The comments come after Sabrina Frederic – Bullrich's successor as Argentina's security minister – moved to eliminate protocols the departed official introduced for the use of firearms and tasers, as well as other controversial policies, such as powers that grant police the power stop pedestrians at train stations, without reason, and request to see their ID.
In an interview with Radio La Red, Bullrich said that in Argentina "there is an ideological apparatus that is always on the side of the thief."
"No matter what happened, they never look at the facts. If a policeman uses a weapon, they are always on the side of the civilian, even if he is the one who killed the English tourist," she said, referring to the high-profile murder of British tourist Martin Gibbard earlier this month in Buenos Aires.
Nine individuals have been arrested over the attack to date.
"They are always against the police," charged Bullrich.
The comments came after Security Minister Frederic repealed several resolutions passed by her predecessor, including the "General Regulations for the Use of Firearms by Members of the Federal Security Force," introduced in November 2018.
Frederic also cancelled the use of non-lethal election weapons, specifically taser guns" and ordered that "the use of lethal weapons by law enforcement officials is only enabled" when in extreme situations when lives are in danger.
Bullrich reacted strongly to the news of the changes, criticising her successor's move.
"I don't want to talk badly about the [new] minister, but you can't do security with ideological blinkers on."
"I hope that what was done with the security forces is not erased at a stroke.

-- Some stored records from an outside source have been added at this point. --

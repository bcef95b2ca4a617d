//! HTML dashboard generation.
//!
//! For each configured territory this module runs the aggregation and
//! rendering pipeline and concatenates the resulting charts, with one
//! heading per chart, into a single self-contained HTML document. The
//! page is rebuilt from the source tables on every call; nothing is
//! cached between invocations.

use crate::analysis::{aggregate_causes, aggregate_population};
use crate::chart;
use crate::config::Config;
use crate::ingest::{load_mortality, PopulationTable};
use crate::models::{BracketSummary, CauseSummary};
use anyhow::{Context, Result};
use base64::{engine::general_purpose::STANDARD, Engine as _};
use chrono::Utc;
use serde::Serialize;
use std::collections::BTreeMap;
use std::path::Path;
use tracing::{info, warn};

/// Aggregated distributions for every configured territory.
#[derive(Debug, Clone, Serialize)]
pub struct DashboardData {
    /// Year the population distributions refer to.
    pub population_year: i32,
    /// Year the mortality summaries refer to.
    pub mortality_year: i32,
    /// Age-bracket distribution per territory.
    pub population: BTreeMap<String, Vec<BracketSummary>>,
    /// Cause totals per territory.
    pub mortality: BTreeMap<String, CauseSummary>,
}

/// Load and aggregate all configured tables.
pub fn collect_data(config: &Config) -> Result<DashboardData> {
    let mut population = BTreeMap::new();
    for (territory, path) in &config.population.files {
        let table = PopulationTable::load(Path::new(path))?;
        let summaries = aggregate_population(
            &table,
            config.population.year,
            &config.population.age_column,
        )
        .with_context(|| format!("Population analysis failed for {}", territory))?;
        population.insert(territory.clone(), summaries);
    }

    let mortality = if config.mortality.file.is_empty() {
        warn!("No mortality table configured, skipping cause analysis");
        BTreeMap::new()
    } else {
        let records = load_mortality(Path::new(&config.mortality.file), &config.mortality.columns)?;
        aggregate_causes(&records, config.mortality.year, &config.mortality.total_marker)
    };

    info!(
        "Collected data for {} population and {} mortality territories",
        population.len(),
        mortality.len()
    );

    Ok(DashboardData {
        population_year: config.population.year,
        mortality_year: config.mortality.year,
        population,
        mortality,
    })
}

/// Generate the complete HTML dashboard.
pub fn build_dashboard(config: &Config) -> Result<String> {
    let data = collect_data(config)?;
    let mut body = String::new();

    for (territory, summaries) in &data.population {
        let labels: Vec<String> = summaries.iter().map(|s| s.label.clone()).collect();
        let percentages: Vec<f64> = summaries.iter().map(|s| s.percentage).collect();

        let title = format!(
            "Population by Age Bracket - {} ({})",
            territory, data.population_year
        );
        let png = chart::render_pie(&labels, &percentages, &title, config.population.min_percent)?;

        body.push_str(&format!("<h3>{}</h3>\n", escape(&title)));
        body.push_str(&image_tag(&png, &title));
    }

    for (territory, causes) in &data.mortality {
        let title = format!("Causes of Death - {} ({})", territory, data.mortality_year);
        body.push_str(&format!("<h3>{}</h3>\n", escape(&title)));

        if causes.is_empty() {
            body.push_str("<p>No data available for this territory.</p>\n");
            continue;
        }

        let labels: Vec<String> = causes.keys().cloned().collect();
        let values: Vec<f64> = causes.values().copied().collect();
        let png = chart::render_bars(&labels, &values, &title, config.mortality.min_value)?;
        body.push_str(&image_tag(&png, &title));
    }

    Ok(wrap_page(&body))
}

/// Serialize the aggregated distributions as pretty-printed JSON.
pub fn build_json(config: &Config) -> Result<String> {
    let data = collect_data(config)?;
    serde_json::to_string_pretty(&data).map_err(Into::into)
}

/// Wrap the chart sections into a full HTML document.
fn wrap_page(body: &str) -> String {
    let mut page = String::new();

    page.push_str("<!DOCTYPE html>\n<html>\n<head>\n");
    page.push_str("<meta charset=\"utf-8\">\n");
    page.push_str("<title>Population and Mortality Analysis</title>\n");
    page.push_str("</head>\n<body>\n");
    page.push_str("<h1>Population and Mortality Analysis</h1>\n");
    page.push_str(body);
    page.push_str(&format!(
        "<footer><p>Generated at {}</p></footer>\n",
        Utc::now().format("%Y-%m-%d %H:%M:%S UTC")
    ));
    page.push_str("</body>\n</html>\n");

    page
}

/// Inline a PNG as a base64 `data:` image tag.
fn image_tag(png: &[u8], alt: &str) -> String {
    format!(
        "<img src=\"data:image/png;base64,{}\" alt=\"{}\">\n",
        STANDARD.encode(png),
        escape(alt)
    )
}

/// Minimal HTML escaping for text interpolated into the page.
fn escape(text: &str) -> String {
    text.replace('&', "&amp;")
        .replace('<', "&lt;")
        .replace('>', "&gt;")
        .replace('"', "&quot;")
}

#[cfg(test)]
mod tests {
    use super::*;
    use crate::config::{Config, MortalityColumns};
    use std::io::Write;
    use tempfile::TempDir;

    fn write_file(dir: &TempDir, name: &str, content: &str) -> String {
        let path = dir.path().join(name);
        let mut file = std::fs::File::create(&path).unwrap();
        file.write_all(content.as_bytes()).unwrap();
        path.to_string_lossy().into_owned()
    }

    fn test_config(dir: &TempDir) -> Config {
        let population_csv = "\
Età,2019
5,10
5,10
20,5
20,5
95,1
Totale,31
";
        let mortality_csv = "\
Territorio,TIME,\"Causa iniziale di morte - European Short List\",Value
Bari,2021,tumori,150
Bari,2021,malattie circolatorie,80
Bari,2021,Totale,230
Foggia,2021,Totale,90
Lecce,2020,tumori,40
";
        let mut config = Config::default();
        config
            .population
            .files
            .insert("Bari".to_string(), write_file(dir, "bari.csv", population_csv));
        config.mortality.file = write_file(dir, "deaths.csv", mortality_csv);
        config
    }

    #[test]
    fn test_collect_data() {
        let dir = TempDir::new().unwrap();
        let data = collect_data(&test_config(&dir)).unwrap();

        let brackets = &data.population["Bari"];
        assert_eq!(brackets.len(), 3);
        let sum: f64 = brackets.iter().map(|s| s.percentage).sum();
        assert!((sum - 100.0).abs() < 1e-9);

        // Lecce is 2020-only, so it drops out of the 2021 view entirely;
        // Foggia had only a total row and keeps an empty summary.
        assert_eq!(data.mortality.len(), 2);
        assert_eq!(data.mortality["Bari"]["tumori"], 150.0);
        assert!(data.mortality["Foggia"].is_empty());
    }

    #[test]
    fn test_build_dashboard() {
        let dir = TempDir::new().unwrap();
        let html = build_dashboard(&test_config(&dir)).unwrap();

        assert!(html.contains("<h1>Population and Mortality Analysis</h1>"));
        assert!(html.contains("Population by Age Bracket - Bari (2019)"));
        assert!(html.contains("Causes of Death - Bari (2021)"));
        assert!(html.contains("data:image/png;base64,"));
        // Foggia has no retained causes
        assert!(html.contains("Causes of Death - Foggia (2021)"));
        assert!(html.contains("No data available for this territory."));
        assert!(html.contains("Generated at"));
    }

    #[test]
    fn test_build_json() {
        let dir = TempDir::new().unwrap();
        let json = build_json(&test_config(&dir)).unwrap();

        let value: serde_json::Value = serde_json::from_str(&json).unwrap();
        assert_eq!(value["population_year"], 2019);
        assert_eq!(value["mortality"]["Bari"]["tumori"], 150.0);
        assert!(value["population"]["Bari"].as_array().unwrap().len() == 3);
    }

    #[test]
    fn test_missing_population_file_fails() {
        let dir = TempDir::new().unwrap();
        let mut config = test_config(&dir);
        config
            .population
            .files
            .insert("Ghost".to_string(), "/nonexistent/ghost.csv".to_string());

        assert!(build_dashboard(&config).is_err());
    }

    #[test]
    fn test_missing_year_column_surfaces() {
        let dir = TempDir::new().unwrap();
        let mut config = test_config(&dir);
        config.population.year = 1999;

        let err = build_dashboard(&config).unwrap_err();
        assert!(format!("{:#}", err).contains("1999"));
    }

    #[test]
    fn test_unconfigured_mortality_skipped() {
        let dir = TempDir::new().unwrap();
        let mut config = test_config(&dir);
        config.mortality.file = String::new();

        let html = build_dashboard(&config).unwrap();
        assert!(html.contains("Population by Age Bracket - Bari"));
        assert!(!html.contains("Causes of Death"));
    }

    #[test]
    fn test_custom_mortality_columns() {
        let dir = TempDir::new().unwrap();
        let mut config = test_config(&dir);
        config.mortality.file = write_file(
            &dir,
            "deaths_en.csv",
            "Region,Year,Cause,Deaths\nApulia,2021,neoplasms,77\n",
        );
        config.mortality.columns = MortalityColumns {
            time: "Year".to_string(),
            territory: "Region".to_string(),
            cause: "Cause".to_string(),
            value: "Deaths".to_string(),
        };

        let data = collect_data(&config).unwrap();
        assert_eq!(data.mortality["Apulia"]["neoplasms"], 77.0);
    }

    #[test]
    fn test_escape() {
        assert_eq!(escape("a<b> & \"c\""), "a&lt;b&gt; &amp; &quot;c&quot;");
    }
}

In the case of the use of regulatory weapons, police officers had come to feel safe," Bullrich said.
"It is regrettable that now they let police officers live with uncertainty and feel as though they are unprotected."
On tasers, she said their use was "non-ideological," describing them as "a non-lethal pistol."
She argued that it was necessary to issue protocols, saying existing legislation was "very general" and not specific enough.
"We did it and now they repeal it. I'm sorry for the Police, for the Gendarmerie and for the people," Bullrich told La Red, saying that previously "members of the security forces were afraid" and that there were "more deaths of policemen and civilians."
She concluded: "Let's see if this decision by Sabrina Frederic brings more or less deaths."